(Dataset entries)
_ _ _ _ _ _ _
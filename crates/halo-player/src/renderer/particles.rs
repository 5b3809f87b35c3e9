//! Orbiting particles.
//!
//! A fixed population circles the center. The treble drives orbital speed,
//! the bass pushes the orbits outward and the mids add a radial wobble.

use nannou::prelude::*;
use rand::Rng;

use super::{FrameInput, Layer};
use crate::utils::color::{hsb, hsba};

pub const NUM_PARTICLES: usize = 50;

#[derive(Clone, Debug, PartialEq)]
pub struct Particle {
    /// Orbital angle (degrees)
    pub angle: f32,
    /// Resting orbital radius
    pub base_radius: f32,
    /// Radius for the current frame
    pub radius: f32,
    pub size: f32,
    /// Per-particle speed multiplier
    pub speed_offset: f32,
    /// Wobble phase (degrees)
    pub wobble_offset: f32,
}

impl Particle {
    fn random(rng: &mut impl Rng) -> Self {
        let base_radius = rng.random_range(140.0..220.0);
        Self {
            angle: rng.random_range(0.0..360.0),
            base_radius,
            radius: base_radius,
            size: rng.random_range(3.0..7.0),
            speed_offset: rng.random_range(0.3..1.2),
            wobble_offset: rng.random_range(0.0..360.0),
        }
    }

    fn update(&mut self, input: &FrameInput) {
        let bands = &input.bands;
        let speed: f32 = map_range(bands.treble, 0.0, 255.0, 0.3, 1.8);
        self.angle += speed * self.speed_offset;

        let push: f32 = map_range(bands.bass, 0.0, 255.0, 0.0, 35.0);
        let wobble_amp: f32 = map_range(bands.mid, 0.0, 255.0, 0.0, 15.0);
        let wobble = (input.time() * 1.2 + self.wobble_offset).to_radians().sin();
        self.radius = self.base_radius + push + wobble * wobble_amp;
    }

    /// Offset from the scene center
    pub fn offset(&self) -> Vec2 {
        let rad = self.angle.to_radians();
        vec2(rad.cos(), rad.sin()) * self.radius
    }
}

pub struct ParticleField {
    particles: Vec<Particle>,
}

impl ParticleField {
    pub fn new(rng: &mut impl Rng) -> Self {
        Self {
            particles: (0..NUM_PARTICLES).map(|_| Particle::random(rng)).collect(),
        }
    }

    #[cfg(test)]
    pub fn len(&self) -> usize {
        self.particles.len()
    }

    #[cfg(test)]
    pub fn particles(&self) -> &[Particle] {
        &self.particles
    }
}

impl Layer for ParticleField {
    fn update(&mut self, input: &FrameInput) {
        for p in &mut self.particles {
            p.update(input);
        }
    }

    fn draw(&self, draw: &Draw, center: Vec2, input: &FrameInput) {
        let hue = map_range(input.bands.mid, 0.0, 255.0, 200.0, 260.0);
        let grow: f32 = map_range(input.bands.treble, 0.0, 255.0, 0.0, 5.0);

        for p in &self.particles {
            let pos = center + p.offset();
            let sz = p.size + grow;

            for g in 0..2 {
                let g = g as f32;
                let d = sz + g * 4.0;
                draw.ellipse()
                    .xy(pos)
                    .w_h(d, d)
                    .color(hsba(hue, 40.0, 90.0, 20.0 - g * 8.0));
            }
            draw.ellipse()
                .xy(pos)
                .w_h(sz, sz)
                .color(hsb(hue, 70.0, 100.0));
        }
    }
}

#[cfg(test)]
mod tests {
    use super::*;
    use crate::audio::SmoothedBands;
    use rand::rngs::StdRng;
    use rand::SeedableRng;

    fn frame(bass: f32, mid: f32, treble: f32, frame: u64) -> FrameInput {
        FrameInput {
            bands: SmoothedBands { bass, mid, treble },
            frame,
        }
    }

    #[test]
    fn test_population_is_fixed() {
        let mut field = ParticleField::new(&mut StdRng::seed_from_u64(1));
        assert_eq!(field.len(), NUM_PARTICLES);
        for f in 1..=500 {
            field.update(&frame(200.0, 120.0, 255.0, f));
        }
        assert_eq!(field.len(), NUM_PARTICLES);
    }

    #[test]
    fn test_initial_ranges() {
        let field = ParticleField::new(&mut StdRng::seed_from_u64(7));
        for p in field.particles() {
            assert!((0.0..360.0).contains(&p.angle));
            assert!((140.0..220.0).contains(&p.base_radius));
            assert!((3.0..7.0).contains(&p.size));
            assert!((0.3..1.2).contains(&p.speed_offset));
            assert!((0.0..360.0).contains(&p.wobble_offset));
        }
    }

    #[test]
    fn test_same_seed_same_field() {
        let a = ParticleField::new(&mut StdRng::seed_from_u64(42));
        let b = ParticleField::new(&mut StdRng::seed_from_u64(42));
        assert_eq!(a.particles(), b.particles());
    }

    #[test]
    fn test_silence_keeps_resting_radius() {
        let mut field = ParticleField::new(&mut StdRng::seed_from_u64(3));
        field.update(&frame(0.0, 0.0, 0.0, 1));
        for p in field.particles() {
            assert!((p.radius - p.base_radius).abs() < 1e-4);
        }
    }

    #[test]
    fn test_bass_pushes_outward() {
        let mut field = ParticleField::new(&mut StdRng::seed_from_u64(3));
        field.update(&frame(255.0, 0.0, 0.0, 1));
        for p in field.particles() {
            assert!((p.radius - p.base_radius - 35.0).abs() < 1e-3);
        }
    }

    #[test]
    fn test_angle_advance_scales_with_treble() {
        let mut quiet = ParticleField::new(&mut StdRng::seed_from_u64(9));
        let mut loud = ParticleField::new(&mut StdRng::seed_from_u64(9));
        let start: Vec<f32> = quiet.particles().iter().map(|p| p.angle).collect();

        quiet.update(&frame(0.0, 0.0, 0.0, 1));
        loud.update(&frame(0.0, 0.0, 255.0, 1));

        for ((q, l), a0) in quiet.particles().iter().zip(loud.particles()).zip(start) {
            let dq = q.angle - a0;
            let dl = l.angle - a0;
            assert!((dq - 0.3 * q.speed_offset).abs() < 1e-3);
            assert!((dl - 1.8 * l.speed_offset).abs() < 1e-3);
        }
    }
}
//! Hue/saturation/brightness colors on the 360/100/100/100 scale the
//! visual constants are written in.

use nannou::prelude::*;

/// Opaque HSB color
pub fn hsb(hue: f32, saturation: f32, brightness: f32) -> Srgba<u8> {
    hsba(hue, saturation, brightness, 100.0)
}

/// HSB color with alpha; hue in degrees, the rest in 0-100
pub fn hsba(hue: f32, saturation: f32, brightness: f32, alpha: f32) -> Srgba<u8> {
    let hue = hue.rem_euclid(360.0);
    let saturation = (saturation / 100.0).clamp(0.0, 1.0);
    let value = (brightness / 100.0).clamp(0.0, 1.0);
    let alpha = (alpha / 100.0).clamp(0.0, 1.0);

    let c = value * saturation;
    let x = c * (1.0 - ((hue / 60.0) % 2.0 - 1.0).abs());
    let m = value - c;

    let (r1, g1, b1) = if hue < 60.0 {
        (c, x, 0.0)
    } else if hue < 120.0 {
        (x, c, 0.0)
    } else if hue < 180.0 {
        (0.0, c, x)
    } else if hue < 240.0 {
        (0.0, x, c)
    } else if hue < 300.0 {
        (x, 0.0, c)
    } else {
        (c, 0.0, x)
    };

    srgba(
        ((r1 + m) * 255.0).round() as u8,
        ((g1 + m) * 255.0).round() as u8,
        ((b1 + m) * 255.0).round() as u8,
        (alpha * 255.0).round() as u8,
    )
}

#[cfg(test)]
mod tests {
    use super::*;

    #[test]
    fn test_primary_hues() {
        let red = hsb(0.0, 100.0, 100.0);
        assert_eq!((red.red, red.green, red.blue, red.alpha), (255, 0, 0, 255));

        let blue = hsb(240.0, 100.0, 100.0);
        assert_eq!((blue.red, blue.green, blue.blue), (0, 0, 255));
    }

    #[test]
    fn test_zero_saturation_is_grey() {
        let grey = hsb(123.0, 0.0, 4.0);
        assert_eq!(grey.red, grey.green);
        assert_eq!(grey.green, grey.blue);
        assert_eq!(grey.red, 10);
    }

    #[test]
    fn test_alpha_and_hue_wrap() {
        let c = hsba(360.0 + 120.0, 100.0, 100.0, 50.0);
        assert_eq!((c.red, c.green, c.blue), (0, 255, 0));
        assert_eq!(c.alpha, 128);

        let faint = hsba(0.0, 0.0, 100.0, -5.0);
        assert_eq!(faint.alpha, 0);
    }
}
_ _ _ _ _ _ _
**Exercise objective:**
Wherever the word "contains" occurs in the data, copy that whole line.

**Output of the task:**
            assert!((0.0..360.0).contains(&p.angle));
            assert!((140.0..220.0).contains(&p.base_radius));
            assert!((3.0..7.0).contains(&p.size));
            assert!((0.3..1.2).contains(&p.speed_offset));
            assert!((0.0..360.0).contains(&p.wobble_offset));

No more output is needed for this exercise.